For anyone living on another planet for the past seven years, Wikipedia is an online encyclopedia that is unusual in that anyone with a computer can update or modify its content. Launched in 2001, the site now contains more than 10 million articles in 253 languages, and is used by almost a third of the world’s internet population. Wikipedia has grown into one of only a handful of instantly recognisable web brands. It has become world-famous thanks mainly to its users, and with “exactly zero dollars spent on advertising”, says Wales. It is, he insists, not your typical get-big-fast dotcom cash cow.

“People are always surprised to find that we aren’t located in a big building with 600 people in it,” he says. “Wikipedia is a not-for-profit foundation with 15 employees. We only had US$2 million in outgoings last year.”

Wales is in Asia ahead of a push by Wikipedia into developing markets. He wants to build Wikipedia’s reach in countries, such as India, where there has been a surge in user numbers, thanks to “a passion for knowledge”.

Of course, not everyone in Asia shares his dream of free access to information. Unlike Google and Yahoo, Wales has refused to bow to pressure from the Chinese Government to censor content. The site has been blocked in China, though recently it became accessible due to the Olympics. Whether such leniency lasts remains to be seen, and the Chinese Wikipedia tells users how to get round the firewall at the top of every page.

“Wikipedia has no interest in censorship. China’s censorship body is a mysterious black box for what is censored and what isn’t, often with little explanation or timeframe. We think it is important that we don’t give in.”
Despite these problems, Wales says that the Chinese-language version is one of the largest editions of Wikipedia, which is likely to grow “with or without China”, since “there are a large number of Chinese speakers outside of China - more than there are Dutch people anywhere.”

At present Wikipedia is unable to provide detailed statistics about its visitor base in Asia. However, it claims 500,669 registered users of its Chinese-language version, compared with 7.9 million for its English-language version. Its Hindi version has around 6,000 registered users, and there are smaller versions in languages such as Bengali and Gujarati.
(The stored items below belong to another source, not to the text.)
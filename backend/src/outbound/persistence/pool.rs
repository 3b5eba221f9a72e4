//! Connection pool for Diesel SQLite connections.
//!
//! Wraps `diesel::r2d2` to give the persistence layer an ergonomic pool with
//! configurable limits. Diesel's SQLite driver is synchronous; the repository
//! checks connections out on the blocking thread pool, so handlers never
//! block an async worker on the database.

use std::time::Duration;

use diesel::r2d2::{ConnectionManager, Pool, PooledConnection};
use diesel::sqlite::SqliteConnection;

/// A connection checked out from the pool.
pub type SqlitePooledConnection = PooledConnection<ConnectionManager<SqliteConnection>>;

/// Errors that can occur during pool operations.
#[derive(Debug, Clone, PartialEq, Eq, thiserror::Error)]
pub enum PoolError {
    /// Failed to check out a connection from the pool.
    #[error("failed to get connection from pool: {message}")]
    Checkout { message: String },

    /// Failed to build the connection pool.
    #[error("failed to build connection pool: {message}")]
    Build { message: String },

    /// Failed to apply pending schema migrations.
    #[error("failed to run migrations: {message}")]
    Migration { message: String },
}

impl PoolError {
    /// Create a checkout error with the given message.
    pub fn checkout(message: impl Into<String>) -> Self {
        Self::Checkout {
            message: message.into(),
        }
    }

    /// Create a build error with the given message.
    pub fn build(message: impl Into<String>) -> Self {
        Self::Build {
            message: message.into(),
        }
    }

    /// Create a migration error with the given message.
    pub fn migration(message: impl Into<String>) -> Self {
        Self::Migration {
            message: message.into(),
        }
    }
}

/// Configuration for the database connection pool.
///
/// # Example
///
/// ```ignore
/// let config = PoolConfig::new("products.db")
///     .with_max_size(20)
///     .with_connection_timeout(Duration::from_secs(30));
/// ```
#[derive(Debug, Clone)]
pub struct PoolConfig {
    database_url: String,
    max_size: u32,
    connection_timeout: Duration,
}

impl PoolConfig {
    /// Create a new configuration with the given database path or URL.
    ///
    /// Uses sensible defaults:
    /// - `max_size`: 10 connections
    /// - `connection_timeout`: 30 seconds
    pub fn new(database_url: impl Into<String>) -> Self {
        Self {
            database_url: database_url.into(),
            max_size: 10,
            connection_timeout: Duration::from_secs(30),
        }
    }

    /// Configuration for a single-connection in-memory database.
    ///
    /// SQLite gives every connection its own `:memory:` database, so the
    /// pool is capped at one connection. Intended for tests.
    pub fn in_memory() -> Self {
        Self::new(":memory:").with_max_size(1)
    }

    /// Set the maximum number of connections in the pool.
    pub fn with_max_size(mut self, max_size: u32) -> Self {
        self.max_size = max_size;
        self
    }

    /// Set the connection checkout timeout.
    pub fn with_connection_timeout(mut self, timeout: Duration) -> Self {
        self.connection_timeout = timeout;
        self
    }

    /// Get the database path or URL.
    pub fn database_url(&self) -> &str {
        &self.database_url
    }
}

/// Connection pool for SQLite via Diesel.
///
/// # Example
///
/// ```ignore
/// let pool = DbPool::new(config)?;
/// let mut conn = pool.get()?;
/// // Use conn for Diesel operations...
/// ```
#[derive(Clone)]
pub struct DbPool {
    inner: Pool<ConnectionManager<SqliteConnection>>,
}

impl DbPool {
    /// Create a new connection pool with the given configuration.
    ///
    /// # Errors
    ///
    /// Returns `PoolError::Build` if the pool cannot be constructed (e.g.
    /// an unwritable database path).
    pub fn new(config: PoolConfig) -> Result<Self, PoolError> {
        let manager = ConnectionManager::<SqliteConnection>::new(config.database_url());

        let pool = Pool::builder()
            .max_size(config.max_size)
            .connection_timeout(config.connection_timeout)
            .build(manager)
            .map_err(|err| PoolError::build(err.to_string()))?;

        Ok(Self { inner: pool })
    }

    /// Get a connection from the pool.
    ///
    /// # Errors
    ///
    /// Returns `PoolError::Checkout` if a connection cannot be obtained
    /// within the configured timeout.
    pub fn get(&self) -> Result<SqlitePooledConnection, PoolError> {
        self.inner
            .get()
            .map_err(|err| PoolError::checkout(err.to_string()))
    }
}
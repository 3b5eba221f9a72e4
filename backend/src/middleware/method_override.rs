//! Method-override middleware for HTML form submissions.
//!
//! Browser forms submit only GET and POST. A POST whose query string carries
//! `_method=PUT|PATCH|DELETE` is rewritten to that verb before routing, so
//! the resource routes can declare the conventional REST verbs and the
//! templates stay plain HTML. Only those three verbs are honoured, and only
//! on POST requests.

use std::task::{Context, Poll};

use actix_web::Error;
use actix_web::dev::{Service, ServiceRequest, ServiceResponse, Transform};
use actix_web::http::Method;
use futures_util::future::{Ready, ready};

/// Rewrites `POST ...?_method=VERB` requests to the declared verb.
///
/// # Examples
/// ```
/// use actix_web::App;
/// use backend::MethodOverride;
///
/// let app = App::new().wrap(MethodOverride);
/// ```
#[derive(Debug, Clone, Copy, Default)]
pub struct MethodOverride;

impl<S, B> Transform<S, ServiceRequest> for MethodOverride
where
    S: Service<ServiceRequest, Response = ServiceResponse<B>, Error = Error>,
{
    type Response = ServiceResponse<B>;
    type Error = Error;
    type InitError = ();
    type Transform = MethodOverrideMiddleware<S>;
    type Future = Ready<Result<Self::Transform, Self::InitError>>;

    fn new_transform(&self, service: S) -> Self::Future {
        ready(Ok(MethodOverrideMiddleware { service }))
    }
}

/// Service wrapper produced by [`MethodOverride`].
///
/// Applications should not use this type directly.
pub struct MethodOverrideMiddleware<S> {
    service: S,
}

impl<S, B> Service<ServiceRequest> for MethodOverrideMiddleware<S>
where
    S: Service<ServiceRequest, Response = ServiceResponse<B>, Error = Error>,
{
    type Response = ServiceResponse<B>;
    type Error = Error;
    type Future = S::Future;

    fn poll_ready(&self, ctx: &mut Context<'_>) -> Poll<Result<(), Self::Error>> {
        self.service.poll_ready(ctx)
    }

    fn call(&self, mut req: ServiceRequest) -> Self::Future {
        if req.method() == Method::POST {
            if let Some(method) = override_from_query(req.query_string()) {
                req.head_mut().method = method;
            }
        }
        self.service.call(req)
    }
}

fn override_from_query(query: &str) -> Option<Method> {
    query
        .split('&')
        .find_map(|pair| pair.strip_prefix("_method="))
        .and_then(|raw| match raw.to_ascii_uppercase().as_str() {
            "PUT" => Some(Method::PUT),
            "PATCH" => Some(Method::PATCH),
            "DELETE" => Some(Method::DELETE),
            _ => None,
        })
}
Despite his lofty principles, Wales is interested in monetising his baby. Using the same community principle as the encyclopedia, Wales has launched spin-off products that are most certainly for-profit. Wikia and Wikia Search are the two most notable to date, and operate as a separate company to Wikipedia. “We hope to make a lot of money from them,” Wales affirms. But this could take some time. Wikia, a web hosting service that supports communities of people who are interested in a certain topic, was originally called Wikicities but the name was changed because people confused it with a site for city guides.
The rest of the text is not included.